Se uma criança apanha ou é castigada e não sabe por que está ali ou até sabe, mas mensagem nenhuma é transmitida. Certamente o castigo não resultará em nada. Podemos dizer que no exemplo 5, a pessoa diz claramente, na lembrança dela, que apanhava porque fazia travessuras de criança. Entende, portanto, que embora travessuras possam ser irritantes, não justifica levar uma surra. Ou seja, apanhou por apanhar. Nenhuma mensagem foi transmitida nesse exemplo.
Da mesma forma, aqueles que apanharam ou não e no fim não consideram que tiveram “ganhos positivos”, essa falta de "ganhos", implica que apesar da presença ou ausência de castigos, mensagem nenhuma conseguiu atingir a criança em questão.
Se você é alguém que está lendo esse texto agora e um dia, talvez na sua adolescência ou só quando adulto, é que foi "se tocar" de como você era um "diabinho". Deves reconhecer que nada do que era feito (surras e mais surras, castigos e mais castigos), não alcançavam o seu entendimento para a importância da questão. Ou mesmo que entendesse de forma rasa, que se fizer algo que seus pais consideravam errada seria motivo de apanhar. Assim, muitas crianças na verdade vivem com medo de seus pais. Mostravam-se educados e disciplinados, não porque aprenderam esses valores, mas porque aprenderam a usar isso como estratégia para não apanharem. Percebem a diferença? Acredito que sim.

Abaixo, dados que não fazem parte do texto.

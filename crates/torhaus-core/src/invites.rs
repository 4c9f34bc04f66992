//! Invite lifecycle: issuance, validation, consumption, resend, revocation.
//!
//! Every state decision about an invite funnels through here. Admission
//! under concurrency is NOT decided here — that belongs to the store's
//! conditional update — this layer only prepares inputs and translates
//! outcomes into the error taxonomy.

use std::sync::Arc;

use chrono::{DateTime, Duration, Utc};
use thiserror::Error;
use torhaus_crypto::{generate_token, TokenHasher};
use torhaus_storage::{
    CreateInviteParams, InviteId, InviteLink, ReservationId, Store, StoreError, UserId,
};

#[derive(Debug, Error)]
pub enum InviteError {
    #[error("invite token not recognized")]
    TokenInvalid,
    #[error("invite was revoked")]
    TokenRevoked,
    #[error("invite has expired")]
    TokenExpired,
    #[error("invite has no uses left")]
    TokenExhausted,
    #[error("invite has no recipient email")]
    NoRecipient,
    #[error(transparent)]
    Store(#[from] StoreError),
}

/// Why a token failed read-only validation. Precedence: revocation is an
/// explicit administrative override and wins over the time- or usage-based
/// explanations.
#[derive(Clone, Copy, Debug, PartialEq, Eq)]
pub enum InvalidReason {
    Invalid,
    Revoked,
    Expired,
    Used,
}

impl InvalidReason {
    pub fn as_str(&self) -> &'static str {
        match self {
            InvalidReason::Invalid => "invalid",
            InvalidReason::Revoked => "revoked",
            InvalidReason::Expired => "expired",
            InvalidReason::Used => "used",
        }
    }

    pub(crate) fn into_error(self) -> InviteError {
        match self {
            InvalidReason::Invalid => InviteError::TokenInvalid,
            InvalidReason::Revoked => InviteError::TokenRevoked,
            InvalidReason::Expired => InviteError::TokenExpired,
            InvalidReason::Used => InviteError::TokenExhausted,
        }
    }
}

/// Outcome of the read-only validation check. "Invalid token" is the common
/// case on a public endpoint, so it is a value, not an error.
#[derive(Clone, Debug)]
pub enum InviteValidation {
    Valid {
        invite_id: InviteId,
        form_key: String,
        use_count: i32,
        max_uses: i32,
    },
    Invalid {
        reason: InvalidReason,
    },
}

/// Expiry requested at issuance: an explicit day offset, the configured
/// default, or no expiry at all.
#[derive(Clone, Copy, Debug)]
pub enum Expiry {
    Days(i64),
    Default,
    Never,
}

#[derive(Clone, Debug)]
pub struct IssueOptions {
    pub form_key: String,
    pub created_by_user_id: Option<UserId>,
    pub recipient_email: Option<String>,
    pub expires: Expiry,
    pub note: Option<String>,
    pub max_uses: i32,
}

impl IssueOptions {
    pub fn new(form_key: impl Into<String>) -> Self {
        Self {
            form_key: form_key.into(),
            created_by_user_id: None,
            recipient_email: None,
            expires: Expiry::Default,
            note: None,
            max_uses: 1,
        }
    }
}

/// A freshly minted invite. The plaintext token exists only in this value;
/// storage keeps the digest.
#[derive(Clone, Debug)]
pub struct IssuedInvite {
    pub token: String,
    pub invite: InviteLink,
}

#[derive(Clone)]
pub struct InviteService<S> {
    store: S,
    hasher: Arc<TokenHasher>,
    default_expiry_days: i64,
}

impl<S: Store> InviteService<S> {
    pub fn new(store: S, hasher: Arc<TokenHasher>, default_expiry_days: i64) -> Self {
        Self {
            store,
            hasher,
            default_expiry_days,
        }
    }

    /// Mint a token, persist its digest, hand the plaintext back exactly once.
    pub async fn issue(&self, opts: IssueOptions) -> Result<IssuedInvite, InviteError> {
        let token = generate_token();
        let token_hash = self.hasher.hash(&token);

        let expires_at = match opts.expires {
            Expiry::Days(days) => Some(Utc::now() + Duration::days(days)),
            Expiry::Default => Some(Utc::now() + Duration::days(self.default_expiry_days)),
            Expiry::Never => None,
        };

        let invite = self
            .store
            .create_invite(&CreateInviteParams {
                form_key: opts.form_key,
                token_hash,
                created_by_user_id: opts.created_by_user_id,
                recipient_email: opts.recipient_email,
                note: opts.note,
                expires_at,
                max_uses: opts.max_uses.max(1),
            })
            .await?;

        tracing::info!(invite = %invite.id.0, form_key = %invite.form_key, "issued invite link");
        Ok(IssuedInvite { token, invite })
    }

    /// Read-only token check used by the public form and the validation
    /// endpoint. Never consumes a use.
    pub async fn validate(&self, token: &str) -> Result<InviteValidation, InviteError> {
        if token.is_empty() {
            return Ok(InviteValidation::Invalid {
                reason: InvalidReason::Invalid,
            });
        }

        let invite = match self.store.get_invite_by_hash(&self.hasher.hash(token)).await {
            Ok(invite) => invite,
            Err(StoreError::NotFound) => {
                return Ok(InviteValidation::Invalid {
                    reason: InvalidReason::Invalid,
                })
            }
            Err(e) => return Err(e.into()),
        };

        Ok(match invalid_reason(&invite, Utc::now()) {
            Some(reason) => InviteValidation::Invalid { reason },
            None => InviteValidation::Valid {
                invite_id: invite.id,
                form_key: invite.form_key,
                use_count: invite.use_count,
                max_uses: invite.max_uses,
            },
        })
    }

    /// Redeem one use-unit for a reservation. The conditional update at the
    /// store is the only admission check that counts; the surrounding reads
    /// exist purely to name the failure.
    pub async fn consume_for_reservation(
        &self,
        token: &str,
        reservation_id: &ReservationId,
    ) -> Result<InviteLink, InviteError> {
        let invite = self.lookup_by_token(token).await?;
        let now = Utc::now();
        if let Some(reason) = invalid_reason(&invite, now) {
            return Err(reason.into_error());
        }

        let consumed = self
            .store
            .try_consume_invite(&invite.id, invite.max_uses, now, reservation_id)
            .await?;
        if !consumed {
            return Err(self.classify_consume_failure(&invite.id).await);
        }

        tracing::debug!(invite = %invite.id.0, reservation = %reservation_id.0, "consumed invite unit");
        Ok(self.store.get_invite(&invite.id).await?)
    }

    /// Mint a replacement invite for the same recipient: new token and hash,
    /// inherited form key, note and quota, TTL recomputed from what remains
    /// of the old one (at least a day). The old invite keeps whatever state
    /// it is in.
    pub async fn resend(
        &self,
        id: &InviteId,
        resent_by: Option<UserId>,
    ) -> Result<IssuedInvite, InviteError> {
        let invite = self.store.get_invite(id).await?;
        let recipient = invite.recipient_email.clone().ok_or(InviteError::NoRecipient)?;

        let expires = match invite.expires_at {
            Some(exp) => {
                let secs = (exp - Utc::now()).num_seconds();
                Expiry::Days(((secs + 86_399) / 86_400).max(1))
            }
            None => Expiry::Never,
        };

        self.issue(IssueOptions {
            form_key: invite.form_key,
            created_by_user_id: resent_by,
            recipient_email: Some(recipient),
            expires,
            note: invite.note,
            max_uses: invite.max_uses,
        })
        .await
    }

    pub async fn get(&self, id: &InviteId) -> Result<InviteLink, InviteError> {
        Ok(self.store.get_invite(id).await?)
    }

    pub async fn list(&self, limit: i64) -> Result<Vec<InviteLink>, InviteError> {
        Ok(self.store.list_invites(limit).await?)
    }

    pub async fn revoke(&self, id: &InviteId) -> Result<(), InviteError> {
        self.store.revoke_invite(id).await?;
        tracing::info!(invite = %id.0, "revoked invite link");
        Ok(())
    }

    pub async fn bulk_revoke(&self, ids: &[InviteId]) -> Result<(), InviteError> {
        for id in ids {
            self.store.revoke_invite(id).await?;
        }
        Ok(())
    }

    pub async fn bulk_delete(&self, ids: &[InviteId]) -> Result<u64, InviteError> {
        let deleted = self.store.delete_invites(ids).await?;
        tracing::info!(deleted, "deleted invite links");
        Ok(deleted)
    }

    /// Resolve a plaintext token to its record; unknown hashes are
    /// `TokenInvalid`.
    pub(crate) async fn lookup_by_token(&self, token: &str) -> Result<InviteLink, InviteError> {
        if token.is_empty() {
            return Err(InviteError::TokenInvalid);
        }
        match self.store.get_invite_by_hash(&self.hasher.hash(token)).await {
            Ok(invite) => Ok(invite),
            Err(StoreError::NotFound) => Err(InviteError::TokenInvalid),
            Err(e) => Err(e.into()),
        }
    }

    /// Name the reason a conditional consume affected no rows. The re-read
    /// is for reporting only; if it shows an active record, a racer took the
    /// last unit between our update and this read.
    pub(crate) async fn classify_consume_failure(&self, id: &InviteId) -> InviteError {
        match self.store.get_invite(id).await {
            Ok(invite) => invalid_reason(&invite, Utc::now())
                .map(InvalidReason::into_error)
                .unwrap_or(InviteError::TokenExhausted),
            Err(StoreError::NotFound) => InviteError::TokenInvalid,
            Err(e) => e.into(),
        }
    }
}

/// State precedence for an existing record: revoked > expired > exhausted.
pub(crate) fn invalid_reason(invite: &InviteLink, now: DateTime<Utc>) -> Option<InvalidReason> {
    if invite.is_revoked {
        Some(InvalidReason::Revoked)
    } else if invite.is_expired(now) {
        Some(InvalidReason::Expired)
    } else if invite.is_exhausted() {
        Some(InvalidReason::Used)
    } else {
        None
    }
}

Se você é alguém que está lendo esse texto agora e depois de ter apanhado ou ter sido castigado num cantinho, ou ainda ter tido "aquela conversa" com seus pais. Lembre-se que nesses momentos algo atingiu sua percepção e isso é que fez o efeito positivo que você considera hoje fundamental em sua vida. Não foi a surra em si, não foi o sermão e nem foi o cantinho da reflexão, mas sim a mensagem que alcançou você. Muitas vezes essa "mensagem" que tanto falo aqui é fruto de um relacionamento entre pais e filhos que possuem diálogos cujo objetivo é entender o que se passa, compreender dificuldades, enfatizar coisas que se considera importante. Tanto pais que batem quanto pais que não batem, mas conseguem estabelecer um relacionamento onde é possível transmitir essa mensagem, conseguem com mais êxito um melhor resultado na educação da criança.
Se você é pai ou mãe e está lendo esse texto agora, tenha em mente isso: não importa o método que você use (desde que não humilhe e não espanque a criança), mas mesmo que sejam umas palmadas, lembre-se de que o castigo, seja qual for, deve conter um significado, uma mensagem. E, o mais importante, não se esqueça de se certificar se o que você usou como método para educar seu filho ou lhe ensinar algo que considera importante, realmente atingiu a compreensão dele.
Lembre-se que a criança ainda não possui o mesmo intelecto amadurecido de um adulto. Uma mensagem que é clara na sua mente pode ser "um bicho de sete cabeças" na mente de uma criança.